TO DO -
Your answer should consist of each line below that includes the word "chrono".

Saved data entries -
----------

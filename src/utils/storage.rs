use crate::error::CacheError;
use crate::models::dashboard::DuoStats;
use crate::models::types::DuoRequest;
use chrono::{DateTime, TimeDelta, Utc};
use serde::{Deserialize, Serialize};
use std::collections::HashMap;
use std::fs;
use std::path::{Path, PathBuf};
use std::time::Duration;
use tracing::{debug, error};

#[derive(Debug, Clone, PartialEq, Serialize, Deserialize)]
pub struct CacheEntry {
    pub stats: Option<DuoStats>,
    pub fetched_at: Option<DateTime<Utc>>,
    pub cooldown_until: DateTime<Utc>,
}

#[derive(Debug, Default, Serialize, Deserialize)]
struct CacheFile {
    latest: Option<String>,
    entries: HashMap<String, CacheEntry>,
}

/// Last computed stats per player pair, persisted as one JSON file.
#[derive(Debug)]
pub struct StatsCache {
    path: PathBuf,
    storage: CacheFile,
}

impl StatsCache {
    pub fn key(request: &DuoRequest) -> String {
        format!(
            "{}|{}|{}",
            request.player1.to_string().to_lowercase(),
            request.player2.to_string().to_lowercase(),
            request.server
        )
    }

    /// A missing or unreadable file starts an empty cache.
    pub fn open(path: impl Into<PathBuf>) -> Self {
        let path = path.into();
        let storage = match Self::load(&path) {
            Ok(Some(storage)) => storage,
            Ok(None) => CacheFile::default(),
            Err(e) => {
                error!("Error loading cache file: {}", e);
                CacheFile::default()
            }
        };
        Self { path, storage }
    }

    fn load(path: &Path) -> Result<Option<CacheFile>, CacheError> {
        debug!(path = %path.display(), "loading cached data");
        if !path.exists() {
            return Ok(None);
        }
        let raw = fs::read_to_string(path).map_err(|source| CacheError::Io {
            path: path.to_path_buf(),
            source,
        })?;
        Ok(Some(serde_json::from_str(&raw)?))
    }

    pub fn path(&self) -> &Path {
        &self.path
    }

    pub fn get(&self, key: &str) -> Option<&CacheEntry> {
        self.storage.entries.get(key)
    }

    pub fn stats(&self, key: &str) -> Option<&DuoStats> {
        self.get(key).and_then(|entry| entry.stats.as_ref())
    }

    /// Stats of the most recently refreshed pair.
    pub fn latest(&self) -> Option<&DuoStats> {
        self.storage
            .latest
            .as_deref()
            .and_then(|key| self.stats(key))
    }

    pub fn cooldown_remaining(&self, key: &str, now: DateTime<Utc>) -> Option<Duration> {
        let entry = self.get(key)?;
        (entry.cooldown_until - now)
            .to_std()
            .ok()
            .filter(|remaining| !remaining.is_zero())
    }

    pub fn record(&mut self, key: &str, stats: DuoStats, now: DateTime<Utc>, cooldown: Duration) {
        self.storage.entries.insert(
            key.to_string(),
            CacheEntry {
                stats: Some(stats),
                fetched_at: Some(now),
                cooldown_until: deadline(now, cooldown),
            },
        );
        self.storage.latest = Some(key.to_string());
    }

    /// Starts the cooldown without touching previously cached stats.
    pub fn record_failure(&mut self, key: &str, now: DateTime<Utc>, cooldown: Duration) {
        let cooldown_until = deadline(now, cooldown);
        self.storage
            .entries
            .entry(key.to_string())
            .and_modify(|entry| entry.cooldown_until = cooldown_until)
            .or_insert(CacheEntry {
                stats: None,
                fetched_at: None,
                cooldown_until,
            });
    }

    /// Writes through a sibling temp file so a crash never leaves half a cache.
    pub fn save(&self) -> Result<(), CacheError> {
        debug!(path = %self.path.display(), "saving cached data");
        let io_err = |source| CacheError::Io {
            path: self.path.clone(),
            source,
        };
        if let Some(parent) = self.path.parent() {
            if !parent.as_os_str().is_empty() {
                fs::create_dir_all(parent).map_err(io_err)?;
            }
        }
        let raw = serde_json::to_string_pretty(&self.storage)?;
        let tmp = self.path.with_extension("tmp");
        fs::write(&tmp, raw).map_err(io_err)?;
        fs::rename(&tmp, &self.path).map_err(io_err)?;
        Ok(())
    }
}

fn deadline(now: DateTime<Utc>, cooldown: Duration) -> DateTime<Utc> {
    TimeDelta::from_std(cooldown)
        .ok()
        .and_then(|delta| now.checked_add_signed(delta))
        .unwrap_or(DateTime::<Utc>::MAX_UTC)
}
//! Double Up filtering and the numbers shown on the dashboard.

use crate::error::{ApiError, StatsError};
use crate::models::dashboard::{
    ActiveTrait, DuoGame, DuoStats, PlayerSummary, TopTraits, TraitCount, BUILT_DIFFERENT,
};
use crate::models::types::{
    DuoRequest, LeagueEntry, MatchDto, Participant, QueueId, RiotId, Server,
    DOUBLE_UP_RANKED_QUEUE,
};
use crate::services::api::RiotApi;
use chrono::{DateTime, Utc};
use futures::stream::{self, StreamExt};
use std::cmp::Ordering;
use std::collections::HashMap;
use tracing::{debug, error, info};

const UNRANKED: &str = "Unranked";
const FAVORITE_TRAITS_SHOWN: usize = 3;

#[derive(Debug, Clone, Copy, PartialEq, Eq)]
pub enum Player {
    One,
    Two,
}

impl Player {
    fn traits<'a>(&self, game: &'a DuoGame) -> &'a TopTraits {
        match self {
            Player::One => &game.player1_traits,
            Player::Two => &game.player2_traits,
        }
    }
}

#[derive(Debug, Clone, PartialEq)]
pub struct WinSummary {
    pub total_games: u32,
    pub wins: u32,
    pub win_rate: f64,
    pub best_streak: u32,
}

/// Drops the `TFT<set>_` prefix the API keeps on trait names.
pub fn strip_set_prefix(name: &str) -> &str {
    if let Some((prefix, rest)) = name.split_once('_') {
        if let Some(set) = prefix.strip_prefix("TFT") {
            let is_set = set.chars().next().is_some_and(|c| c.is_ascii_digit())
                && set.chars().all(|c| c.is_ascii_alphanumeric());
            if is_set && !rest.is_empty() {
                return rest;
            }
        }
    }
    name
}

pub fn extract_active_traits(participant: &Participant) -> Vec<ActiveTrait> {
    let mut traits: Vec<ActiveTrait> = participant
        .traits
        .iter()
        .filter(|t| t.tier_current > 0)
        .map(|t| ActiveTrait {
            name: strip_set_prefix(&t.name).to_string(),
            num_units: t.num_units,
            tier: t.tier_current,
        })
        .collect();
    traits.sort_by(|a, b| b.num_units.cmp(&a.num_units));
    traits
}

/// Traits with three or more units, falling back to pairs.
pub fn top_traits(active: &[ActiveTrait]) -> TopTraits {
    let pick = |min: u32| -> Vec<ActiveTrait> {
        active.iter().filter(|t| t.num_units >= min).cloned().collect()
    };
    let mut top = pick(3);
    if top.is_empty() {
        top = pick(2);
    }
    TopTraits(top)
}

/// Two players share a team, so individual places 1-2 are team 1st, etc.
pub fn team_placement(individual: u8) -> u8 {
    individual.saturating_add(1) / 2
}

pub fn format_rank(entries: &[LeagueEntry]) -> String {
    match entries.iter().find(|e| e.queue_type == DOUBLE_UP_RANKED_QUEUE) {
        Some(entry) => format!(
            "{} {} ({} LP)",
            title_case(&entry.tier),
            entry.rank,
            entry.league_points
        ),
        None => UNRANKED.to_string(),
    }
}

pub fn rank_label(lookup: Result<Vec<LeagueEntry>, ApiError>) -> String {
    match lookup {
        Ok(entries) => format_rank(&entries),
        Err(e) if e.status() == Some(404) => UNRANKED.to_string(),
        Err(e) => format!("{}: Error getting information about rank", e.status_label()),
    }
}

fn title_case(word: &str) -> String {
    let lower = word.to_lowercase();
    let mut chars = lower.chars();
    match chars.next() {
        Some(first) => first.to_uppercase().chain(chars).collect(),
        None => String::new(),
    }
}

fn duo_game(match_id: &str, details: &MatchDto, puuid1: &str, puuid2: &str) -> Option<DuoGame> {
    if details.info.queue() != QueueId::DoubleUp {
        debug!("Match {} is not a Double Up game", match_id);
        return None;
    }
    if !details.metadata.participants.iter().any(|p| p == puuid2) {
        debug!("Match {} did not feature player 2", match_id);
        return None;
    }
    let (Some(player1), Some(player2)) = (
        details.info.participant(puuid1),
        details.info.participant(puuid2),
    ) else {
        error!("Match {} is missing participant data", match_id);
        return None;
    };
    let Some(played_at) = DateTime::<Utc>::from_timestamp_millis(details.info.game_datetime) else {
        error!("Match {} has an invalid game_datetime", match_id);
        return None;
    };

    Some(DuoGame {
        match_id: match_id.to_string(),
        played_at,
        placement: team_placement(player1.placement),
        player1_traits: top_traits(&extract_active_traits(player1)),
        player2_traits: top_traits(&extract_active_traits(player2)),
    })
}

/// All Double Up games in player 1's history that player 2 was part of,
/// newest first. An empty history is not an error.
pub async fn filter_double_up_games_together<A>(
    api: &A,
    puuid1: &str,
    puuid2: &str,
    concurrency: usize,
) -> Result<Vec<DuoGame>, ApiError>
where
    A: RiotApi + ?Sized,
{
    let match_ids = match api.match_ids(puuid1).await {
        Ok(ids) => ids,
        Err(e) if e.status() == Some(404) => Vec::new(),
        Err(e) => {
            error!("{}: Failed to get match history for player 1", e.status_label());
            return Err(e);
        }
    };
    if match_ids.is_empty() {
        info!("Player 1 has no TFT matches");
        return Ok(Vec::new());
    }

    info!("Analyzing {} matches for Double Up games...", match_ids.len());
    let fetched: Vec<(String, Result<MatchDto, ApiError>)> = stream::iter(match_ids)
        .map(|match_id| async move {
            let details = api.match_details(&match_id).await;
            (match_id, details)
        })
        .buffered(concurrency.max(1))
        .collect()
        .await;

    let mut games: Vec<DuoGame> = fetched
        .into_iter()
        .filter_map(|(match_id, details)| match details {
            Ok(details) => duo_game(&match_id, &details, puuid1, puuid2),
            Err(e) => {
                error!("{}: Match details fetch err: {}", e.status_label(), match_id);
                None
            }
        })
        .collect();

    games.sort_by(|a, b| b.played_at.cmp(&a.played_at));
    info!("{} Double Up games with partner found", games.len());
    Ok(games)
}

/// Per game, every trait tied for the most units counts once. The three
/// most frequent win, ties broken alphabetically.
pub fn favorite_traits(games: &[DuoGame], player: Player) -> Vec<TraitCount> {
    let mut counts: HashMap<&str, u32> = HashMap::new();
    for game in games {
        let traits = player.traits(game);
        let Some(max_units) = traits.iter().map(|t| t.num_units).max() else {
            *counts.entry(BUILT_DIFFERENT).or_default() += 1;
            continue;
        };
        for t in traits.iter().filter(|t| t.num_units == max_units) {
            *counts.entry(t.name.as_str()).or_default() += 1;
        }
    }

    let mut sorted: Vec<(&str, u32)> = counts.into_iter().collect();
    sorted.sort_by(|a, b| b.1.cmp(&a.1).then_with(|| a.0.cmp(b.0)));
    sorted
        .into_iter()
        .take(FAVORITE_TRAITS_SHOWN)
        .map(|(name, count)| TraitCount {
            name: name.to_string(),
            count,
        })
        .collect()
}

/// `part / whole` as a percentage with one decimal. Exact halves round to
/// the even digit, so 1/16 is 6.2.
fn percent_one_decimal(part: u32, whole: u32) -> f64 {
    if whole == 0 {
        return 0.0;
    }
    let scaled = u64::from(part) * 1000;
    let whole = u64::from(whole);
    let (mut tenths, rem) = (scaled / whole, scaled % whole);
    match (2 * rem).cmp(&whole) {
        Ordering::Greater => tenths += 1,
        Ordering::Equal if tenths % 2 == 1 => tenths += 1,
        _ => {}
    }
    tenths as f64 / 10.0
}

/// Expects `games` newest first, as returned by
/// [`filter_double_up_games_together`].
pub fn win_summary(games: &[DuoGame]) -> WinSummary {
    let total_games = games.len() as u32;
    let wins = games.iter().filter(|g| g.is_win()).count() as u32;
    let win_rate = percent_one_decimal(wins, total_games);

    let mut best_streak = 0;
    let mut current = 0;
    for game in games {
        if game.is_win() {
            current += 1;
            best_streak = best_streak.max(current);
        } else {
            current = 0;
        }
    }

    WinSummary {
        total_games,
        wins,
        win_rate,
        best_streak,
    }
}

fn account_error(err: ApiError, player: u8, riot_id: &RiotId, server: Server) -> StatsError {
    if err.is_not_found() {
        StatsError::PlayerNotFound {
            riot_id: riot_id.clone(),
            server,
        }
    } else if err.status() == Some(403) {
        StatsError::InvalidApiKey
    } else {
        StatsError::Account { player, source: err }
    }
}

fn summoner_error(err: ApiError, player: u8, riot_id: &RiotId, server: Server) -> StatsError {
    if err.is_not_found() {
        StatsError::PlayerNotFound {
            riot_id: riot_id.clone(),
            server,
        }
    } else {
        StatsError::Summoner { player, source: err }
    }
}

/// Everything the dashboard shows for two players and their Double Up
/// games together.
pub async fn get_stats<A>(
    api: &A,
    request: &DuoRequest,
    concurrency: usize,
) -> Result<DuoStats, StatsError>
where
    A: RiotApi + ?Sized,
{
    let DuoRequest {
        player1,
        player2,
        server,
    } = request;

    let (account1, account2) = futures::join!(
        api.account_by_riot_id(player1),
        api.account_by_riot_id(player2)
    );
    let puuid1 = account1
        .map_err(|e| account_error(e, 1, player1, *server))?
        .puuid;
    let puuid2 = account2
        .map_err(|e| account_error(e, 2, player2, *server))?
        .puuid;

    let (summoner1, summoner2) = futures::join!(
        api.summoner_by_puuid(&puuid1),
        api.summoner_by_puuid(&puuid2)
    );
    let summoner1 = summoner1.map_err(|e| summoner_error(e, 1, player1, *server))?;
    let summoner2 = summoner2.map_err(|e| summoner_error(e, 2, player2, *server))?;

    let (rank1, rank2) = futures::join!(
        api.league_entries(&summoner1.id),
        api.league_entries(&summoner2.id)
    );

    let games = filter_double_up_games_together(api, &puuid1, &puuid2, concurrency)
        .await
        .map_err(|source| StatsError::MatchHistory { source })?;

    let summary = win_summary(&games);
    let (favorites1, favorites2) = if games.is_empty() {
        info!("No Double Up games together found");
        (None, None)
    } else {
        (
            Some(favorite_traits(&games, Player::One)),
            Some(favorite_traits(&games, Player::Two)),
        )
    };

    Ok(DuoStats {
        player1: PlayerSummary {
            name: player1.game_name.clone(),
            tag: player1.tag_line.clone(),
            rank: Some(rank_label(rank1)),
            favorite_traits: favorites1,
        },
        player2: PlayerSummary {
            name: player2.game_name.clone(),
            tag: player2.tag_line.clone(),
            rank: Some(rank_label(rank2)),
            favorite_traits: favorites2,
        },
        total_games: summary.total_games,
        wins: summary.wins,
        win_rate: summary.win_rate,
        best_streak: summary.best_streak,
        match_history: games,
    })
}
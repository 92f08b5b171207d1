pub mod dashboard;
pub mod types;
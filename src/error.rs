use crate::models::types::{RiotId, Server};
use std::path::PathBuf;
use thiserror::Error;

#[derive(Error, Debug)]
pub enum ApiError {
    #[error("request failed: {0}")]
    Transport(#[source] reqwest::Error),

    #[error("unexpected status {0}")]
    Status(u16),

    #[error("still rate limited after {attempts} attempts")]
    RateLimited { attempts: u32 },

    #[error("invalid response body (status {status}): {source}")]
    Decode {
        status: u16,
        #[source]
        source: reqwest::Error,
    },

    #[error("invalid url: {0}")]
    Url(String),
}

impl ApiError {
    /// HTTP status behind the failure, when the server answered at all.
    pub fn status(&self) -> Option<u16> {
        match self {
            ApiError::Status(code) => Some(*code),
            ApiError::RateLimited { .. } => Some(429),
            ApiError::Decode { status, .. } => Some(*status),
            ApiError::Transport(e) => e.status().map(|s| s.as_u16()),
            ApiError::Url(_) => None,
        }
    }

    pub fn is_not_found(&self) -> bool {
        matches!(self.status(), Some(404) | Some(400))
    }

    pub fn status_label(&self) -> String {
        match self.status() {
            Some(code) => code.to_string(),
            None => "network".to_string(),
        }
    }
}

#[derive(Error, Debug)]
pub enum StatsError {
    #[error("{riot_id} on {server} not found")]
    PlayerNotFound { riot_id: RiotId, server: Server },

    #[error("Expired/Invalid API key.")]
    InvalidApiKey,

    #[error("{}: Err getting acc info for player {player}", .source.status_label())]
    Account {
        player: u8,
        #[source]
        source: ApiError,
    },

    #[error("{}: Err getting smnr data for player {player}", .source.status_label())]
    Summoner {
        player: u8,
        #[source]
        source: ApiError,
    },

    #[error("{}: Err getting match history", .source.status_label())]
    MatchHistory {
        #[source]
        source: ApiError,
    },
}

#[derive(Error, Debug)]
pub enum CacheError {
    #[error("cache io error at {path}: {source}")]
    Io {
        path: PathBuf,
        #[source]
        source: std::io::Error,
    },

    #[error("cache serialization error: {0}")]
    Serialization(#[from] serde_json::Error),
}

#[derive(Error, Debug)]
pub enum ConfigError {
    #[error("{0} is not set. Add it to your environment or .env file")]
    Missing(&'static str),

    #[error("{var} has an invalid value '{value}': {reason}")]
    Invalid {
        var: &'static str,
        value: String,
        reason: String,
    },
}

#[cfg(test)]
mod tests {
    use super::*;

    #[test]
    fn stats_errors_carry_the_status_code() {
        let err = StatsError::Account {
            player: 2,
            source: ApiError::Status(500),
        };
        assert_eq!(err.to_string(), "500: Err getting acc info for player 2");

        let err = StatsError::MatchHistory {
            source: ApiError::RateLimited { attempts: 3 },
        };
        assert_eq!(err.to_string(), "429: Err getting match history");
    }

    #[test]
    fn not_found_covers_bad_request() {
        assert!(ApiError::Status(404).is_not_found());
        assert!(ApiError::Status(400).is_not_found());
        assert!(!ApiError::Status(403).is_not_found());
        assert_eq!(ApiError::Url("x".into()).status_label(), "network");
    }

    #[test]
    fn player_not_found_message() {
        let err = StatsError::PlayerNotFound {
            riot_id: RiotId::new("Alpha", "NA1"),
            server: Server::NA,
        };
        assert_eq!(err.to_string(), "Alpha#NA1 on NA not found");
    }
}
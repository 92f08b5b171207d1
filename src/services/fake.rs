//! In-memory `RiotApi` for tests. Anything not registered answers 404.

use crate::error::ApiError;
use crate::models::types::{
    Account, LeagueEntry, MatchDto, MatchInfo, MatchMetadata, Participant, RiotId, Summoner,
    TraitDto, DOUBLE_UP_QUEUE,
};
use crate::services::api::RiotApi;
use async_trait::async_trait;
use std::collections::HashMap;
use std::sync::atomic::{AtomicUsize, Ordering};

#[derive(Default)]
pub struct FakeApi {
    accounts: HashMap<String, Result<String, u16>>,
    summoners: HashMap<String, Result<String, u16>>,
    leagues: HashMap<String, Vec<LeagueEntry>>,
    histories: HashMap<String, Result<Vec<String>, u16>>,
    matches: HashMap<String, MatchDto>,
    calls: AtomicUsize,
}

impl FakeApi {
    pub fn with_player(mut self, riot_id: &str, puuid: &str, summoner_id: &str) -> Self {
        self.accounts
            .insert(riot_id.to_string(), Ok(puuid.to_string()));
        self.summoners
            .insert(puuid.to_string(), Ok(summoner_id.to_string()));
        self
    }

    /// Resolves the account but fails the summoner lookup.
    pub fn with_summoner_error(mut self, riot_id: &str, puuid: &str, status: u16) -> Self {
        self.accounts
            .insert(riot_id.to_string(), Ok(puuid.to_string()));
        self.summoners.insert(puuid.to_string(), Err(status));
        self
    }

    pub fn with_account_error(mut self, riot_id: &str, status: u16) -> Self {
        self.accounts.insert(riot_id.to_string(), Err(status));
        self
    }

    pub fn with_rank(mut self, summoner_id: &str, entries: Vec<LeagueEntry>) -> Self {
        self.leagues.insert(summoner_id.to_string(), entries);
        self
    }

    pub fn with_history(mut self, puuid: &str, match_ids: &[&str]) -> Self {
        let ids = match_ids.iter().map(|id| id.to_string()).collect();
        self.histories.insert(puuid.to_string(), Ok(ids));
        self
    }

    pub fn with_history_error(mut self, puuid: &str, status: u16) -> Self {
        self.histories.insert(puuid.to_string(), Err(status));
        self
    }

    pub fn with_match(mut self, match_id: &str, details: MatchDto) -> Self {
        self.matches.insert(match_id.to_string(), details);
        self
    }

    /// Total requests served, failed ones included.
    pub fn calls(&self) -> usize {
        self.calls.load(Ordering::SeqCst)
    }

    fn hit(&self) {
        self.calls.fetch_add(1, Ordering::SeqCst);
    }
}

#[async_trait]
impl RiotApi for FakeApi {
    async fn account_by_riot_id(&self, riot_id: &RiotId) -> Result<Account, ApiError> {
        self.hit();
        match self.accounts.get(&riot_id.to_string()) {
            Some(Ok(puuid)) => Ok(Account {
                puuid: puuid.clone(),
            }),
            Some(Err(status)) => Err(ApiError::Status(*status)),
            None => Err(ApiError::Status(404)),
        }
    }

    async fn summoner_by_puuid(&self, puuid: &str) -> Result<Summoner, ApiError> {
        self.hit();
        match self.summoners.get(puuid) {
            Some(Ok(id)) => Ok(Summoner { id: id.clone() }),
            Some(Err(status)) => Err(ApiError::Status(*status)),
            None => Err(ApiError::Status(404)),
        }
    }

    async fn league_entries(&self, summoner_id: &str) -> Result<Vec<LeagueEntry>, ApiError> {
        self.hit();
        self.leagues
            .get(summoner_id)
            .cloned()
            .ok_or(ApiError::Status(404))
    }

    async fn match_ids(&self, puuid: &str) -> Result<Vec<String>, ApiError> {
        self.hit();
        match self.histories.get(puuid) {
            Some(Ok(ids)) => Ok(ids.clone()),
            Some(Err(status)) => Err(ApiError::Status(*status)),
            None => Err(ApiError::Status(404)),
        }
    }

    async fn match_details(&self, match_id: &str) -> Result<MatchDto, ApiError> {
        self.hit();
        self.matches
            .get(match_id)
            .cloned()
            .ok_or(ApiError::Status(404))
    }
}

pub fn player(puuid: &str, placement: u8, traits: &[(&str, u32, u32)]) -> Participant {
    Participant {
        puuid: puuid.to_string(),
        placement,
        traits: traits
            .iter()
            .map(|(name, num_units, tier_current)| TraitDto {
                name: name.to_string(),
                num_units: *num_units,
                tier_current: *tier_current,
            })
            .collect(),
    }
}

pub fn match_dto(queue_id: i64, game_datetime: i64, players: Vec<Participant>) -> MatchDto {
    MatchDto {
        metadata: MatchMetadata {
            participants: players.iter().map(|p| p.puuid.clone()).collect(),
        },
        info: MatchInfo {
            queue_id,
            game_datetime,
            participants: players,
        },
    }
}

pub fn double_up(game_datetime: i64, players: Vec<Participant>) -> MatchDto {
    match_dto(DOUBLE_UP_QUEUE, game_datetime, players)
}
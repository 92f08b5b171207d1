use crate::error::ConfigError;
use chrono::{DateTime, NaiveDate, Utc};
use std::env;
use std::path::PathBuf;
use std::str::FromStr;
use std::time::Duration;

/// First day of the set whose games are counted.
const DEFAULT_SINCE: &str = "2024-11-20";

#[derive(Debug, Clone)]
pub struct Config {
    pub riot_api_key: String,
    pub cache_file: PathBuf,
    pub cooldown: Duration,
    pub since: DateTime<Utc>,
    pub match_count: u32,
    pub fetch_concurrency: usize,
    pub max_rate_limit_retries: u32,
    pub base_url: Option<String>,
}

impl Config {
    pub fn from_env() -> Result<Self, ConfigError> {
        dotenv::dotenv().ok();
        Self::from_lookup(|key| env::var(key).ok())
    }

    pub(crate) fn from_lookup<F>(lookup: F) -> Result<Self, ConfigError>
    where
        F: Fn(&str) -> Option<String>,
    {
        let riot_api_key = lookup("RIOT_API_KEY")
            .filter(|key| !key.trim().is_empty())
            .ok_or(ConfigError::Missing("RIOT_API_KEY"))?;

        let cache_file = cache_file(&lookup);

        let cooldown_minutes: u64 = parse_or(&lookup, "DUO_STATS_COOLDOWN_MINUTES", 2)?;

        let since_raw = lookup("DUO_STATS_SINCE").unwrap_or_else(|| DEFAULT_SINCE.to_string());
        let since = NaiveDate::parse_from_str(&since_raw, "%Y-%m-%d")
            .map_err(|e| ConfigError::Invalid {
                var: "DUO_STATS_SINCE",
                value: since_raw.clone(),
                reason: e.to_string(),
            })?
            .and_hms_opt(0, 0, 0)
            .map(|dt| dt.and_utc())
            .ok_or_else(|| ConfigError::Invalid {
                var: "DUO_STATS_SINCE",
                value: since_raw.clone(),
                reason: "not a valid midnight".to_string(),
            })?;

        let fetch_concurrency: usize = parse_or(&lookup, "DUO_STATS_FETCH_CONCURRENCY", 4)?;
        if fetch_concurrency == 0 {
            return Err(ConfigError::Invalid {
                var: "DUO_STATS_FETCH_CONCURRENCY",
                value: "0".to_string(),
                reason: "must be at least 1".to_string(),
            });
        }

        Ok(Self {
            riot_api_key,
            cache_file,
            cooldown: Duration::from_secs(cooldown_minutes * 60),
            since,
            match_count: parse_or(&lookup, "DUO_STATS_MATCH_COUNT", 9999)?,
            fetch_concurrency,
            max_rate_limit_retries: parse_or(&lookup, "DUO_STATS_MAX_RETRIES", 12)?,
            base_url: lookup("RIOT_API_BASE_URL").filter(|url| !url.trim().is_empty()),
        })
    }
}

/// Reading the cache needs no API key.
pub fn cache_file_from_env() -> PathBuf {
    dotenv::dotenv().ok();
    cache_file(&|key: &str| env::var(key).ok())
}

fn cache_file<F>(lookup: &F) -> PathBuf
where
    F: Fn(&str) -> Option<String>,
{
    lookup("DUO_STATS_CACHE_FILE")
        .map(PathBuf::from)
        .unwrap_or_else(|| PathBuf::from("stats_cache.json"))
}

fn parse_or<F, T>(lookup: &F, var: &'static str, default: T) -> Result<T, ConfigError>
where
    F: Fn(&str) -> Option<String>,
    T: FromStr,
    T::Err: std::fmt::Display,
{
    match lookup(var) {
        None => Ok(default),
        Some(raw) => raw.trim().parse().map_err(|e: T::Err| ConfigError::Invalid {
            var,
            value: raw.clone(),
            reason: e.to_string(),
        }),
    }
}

----------

THE ANSWER -
use chrono::{DateTime, TimeDelta, Utc};
use chrono::{DateTime, Utc};
use chrono::{DateTime, NaiveDate, Utc};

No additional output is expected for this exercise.